* **Work request**
Take the records below and retype them line by line, from the first line through the one containing "Returns the pattern's"; stop there.

(Exercise material)

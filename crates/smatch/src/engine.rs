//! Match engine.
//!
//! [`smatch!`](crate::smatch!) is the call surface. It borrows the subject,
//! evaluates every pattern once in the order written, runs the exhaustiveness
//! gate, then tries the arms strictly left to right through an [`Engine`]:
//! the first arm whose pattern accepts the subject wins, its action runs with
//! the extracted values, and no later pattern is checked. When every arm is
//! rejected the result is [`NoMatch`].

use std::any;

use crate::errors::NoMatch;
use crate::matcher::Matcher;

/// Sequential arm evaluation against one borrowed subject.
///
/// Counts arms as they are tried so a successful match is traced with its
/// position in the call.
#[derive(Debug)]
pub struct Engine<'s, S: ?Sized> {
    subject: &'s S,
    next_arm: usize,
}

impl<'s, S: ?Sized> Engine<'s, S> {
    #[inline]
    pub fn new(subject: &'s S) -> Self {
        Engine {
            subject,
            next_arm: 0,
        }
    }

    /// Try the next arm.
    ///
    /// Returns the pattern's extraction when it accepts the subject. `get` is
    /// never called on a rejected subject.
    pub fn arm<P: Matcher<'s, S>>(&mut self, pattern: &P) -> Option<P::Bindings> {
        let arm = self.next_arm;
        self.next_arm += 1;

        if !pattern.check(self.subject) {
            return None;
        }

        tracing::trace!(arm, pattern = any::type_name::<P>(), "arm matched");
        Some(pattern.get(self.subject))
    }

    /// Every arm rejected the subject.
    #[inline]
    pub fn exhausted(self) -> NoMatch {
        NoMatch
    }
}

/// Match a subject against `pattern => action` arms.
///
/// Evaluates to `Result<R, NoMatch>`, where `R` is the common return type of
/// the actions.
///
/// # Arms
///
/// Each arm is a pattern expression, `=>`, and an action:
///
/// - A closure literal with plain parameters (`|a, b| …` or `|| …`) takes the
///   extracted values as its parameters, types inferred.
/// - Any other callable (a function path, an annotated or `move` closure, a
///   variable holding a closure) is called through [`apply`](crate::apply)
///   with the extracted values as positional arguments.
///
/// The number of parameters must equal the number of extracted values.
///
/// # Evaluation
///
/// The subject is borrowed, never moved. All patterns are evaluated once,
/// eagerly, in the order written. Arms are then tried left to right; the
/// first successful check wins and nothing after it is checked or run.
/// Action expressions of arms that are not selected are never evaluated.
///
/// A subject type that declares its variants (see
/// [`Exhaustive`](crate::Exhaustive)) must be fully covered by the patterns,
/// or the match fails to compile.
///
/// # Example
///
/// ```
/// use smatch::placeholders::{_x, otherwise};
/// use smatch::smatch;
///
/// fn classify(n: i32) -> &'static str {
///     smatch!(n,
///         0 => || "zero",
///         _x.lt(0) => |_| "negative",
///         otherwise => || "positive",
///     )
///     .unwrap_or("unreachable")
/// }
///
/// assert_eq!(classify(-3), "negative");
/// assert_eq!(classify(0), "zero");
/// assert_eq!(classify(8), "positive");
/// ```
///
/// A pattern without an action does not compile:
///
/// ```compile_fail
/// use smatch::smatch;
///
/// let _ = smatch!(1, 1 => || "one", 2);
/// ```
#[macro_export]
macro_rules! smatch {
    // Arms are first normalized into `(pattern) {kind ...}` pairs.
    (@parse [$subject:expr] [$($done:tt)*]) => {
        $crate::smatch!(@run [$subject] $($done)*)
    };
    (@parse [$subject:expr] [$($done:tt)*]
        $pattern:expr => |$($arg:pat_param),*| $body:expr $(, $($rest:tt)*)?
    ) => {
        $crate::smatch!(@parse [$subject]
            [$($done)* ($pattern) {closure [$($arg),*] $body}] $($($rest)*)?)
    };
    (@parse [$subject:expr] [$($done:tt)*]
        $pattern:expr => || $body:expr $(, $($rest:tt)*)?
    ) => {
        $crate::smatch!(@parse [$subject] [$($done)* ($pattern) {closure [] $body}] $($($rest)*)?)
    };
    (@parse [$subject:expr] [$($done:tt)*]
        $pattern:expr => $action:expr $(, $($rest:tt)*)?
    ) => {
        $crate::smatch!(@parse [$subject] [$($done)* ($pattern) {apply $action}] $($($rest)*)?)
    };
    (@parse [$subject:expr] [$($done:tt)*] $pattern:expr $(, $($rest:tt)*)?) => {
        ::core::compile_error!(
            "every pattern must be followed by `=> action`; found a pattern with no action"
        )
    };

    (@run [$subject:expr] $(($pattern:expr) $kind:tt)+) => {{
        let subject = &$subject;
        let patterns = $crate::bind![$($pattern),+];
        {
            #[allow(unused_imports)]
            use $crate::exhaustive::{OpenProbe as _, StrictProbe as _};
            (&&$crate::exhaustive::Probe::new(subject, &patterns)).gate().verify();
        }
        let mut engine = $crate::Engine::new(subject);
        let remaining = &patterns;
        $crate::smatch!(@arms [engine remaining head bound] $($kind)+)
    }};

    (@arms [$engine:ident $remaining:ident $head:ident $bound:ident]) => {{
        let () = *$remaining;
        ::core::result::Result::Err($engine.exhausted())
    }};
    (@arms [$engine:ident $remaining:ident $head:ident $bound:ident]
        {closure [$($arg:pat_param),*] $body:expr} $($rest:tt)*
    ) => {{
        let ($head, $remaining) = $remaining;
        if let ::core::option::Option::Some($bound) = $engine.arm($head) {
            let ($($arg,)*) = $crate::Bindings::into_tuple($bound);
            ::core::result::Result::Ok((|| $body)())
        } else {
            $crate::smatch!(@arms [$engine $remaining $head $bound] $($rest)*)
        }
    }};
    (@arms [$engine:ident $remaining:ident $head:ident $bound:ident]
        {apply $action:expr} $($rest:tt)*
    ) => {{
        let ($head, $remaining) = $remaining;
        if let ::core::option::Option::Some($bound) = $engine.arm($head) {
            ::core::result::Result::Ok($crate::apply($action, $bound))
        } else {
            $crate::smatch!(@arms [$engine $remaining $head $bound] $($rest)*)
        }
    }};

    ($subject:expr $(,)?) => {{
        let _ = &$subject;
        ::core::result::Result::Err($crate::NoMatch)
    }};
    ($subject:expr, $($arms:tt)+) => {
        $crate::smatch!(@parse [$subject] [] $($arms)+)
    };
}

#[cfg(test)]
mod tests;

(End Exercise material)

* **Answer**
filename crates/smatch/src/engine.rs
//! Match engine.
//!
//! [`smatch!`](crate::smatch!) is the call surface. It borrows the subject,
//! evaluates every pattern once in the order written, runs the exhaustiveness
//! gate, then tries the arms strictly left to right through an [`Engine`]:
//! the first arm whose pattern accepts the subject wins, its action runs with
//! the extracted values, and no later pattern is checked. When every arm is
//! rejected the result is [`NoMatch`].

use std::any;

use crate::errors::NoMatch;
use crate::matcher::Matcher;

/// Sequential arm evaluation against one borrowed subject.
///
/// Counts arms as they are tried so a successful match is traced with its
/// position in the call.
#[derive(Debug)]
pub struct Engine<'s, S: ?Sized> {
    subject: &'s S,
    next_arm: usize,
}

impl<'s, S: ?Sized> Engine<'s, S> {
    #[inline]
    pub fn new(subject: &'s S) -> Self {
        Engine {
            subject,
            next_arm: 0,
        }
    }

    /// Try the next arm.
    ///
    /// Returns the pattern's extraction when it accepts the subject. `get` is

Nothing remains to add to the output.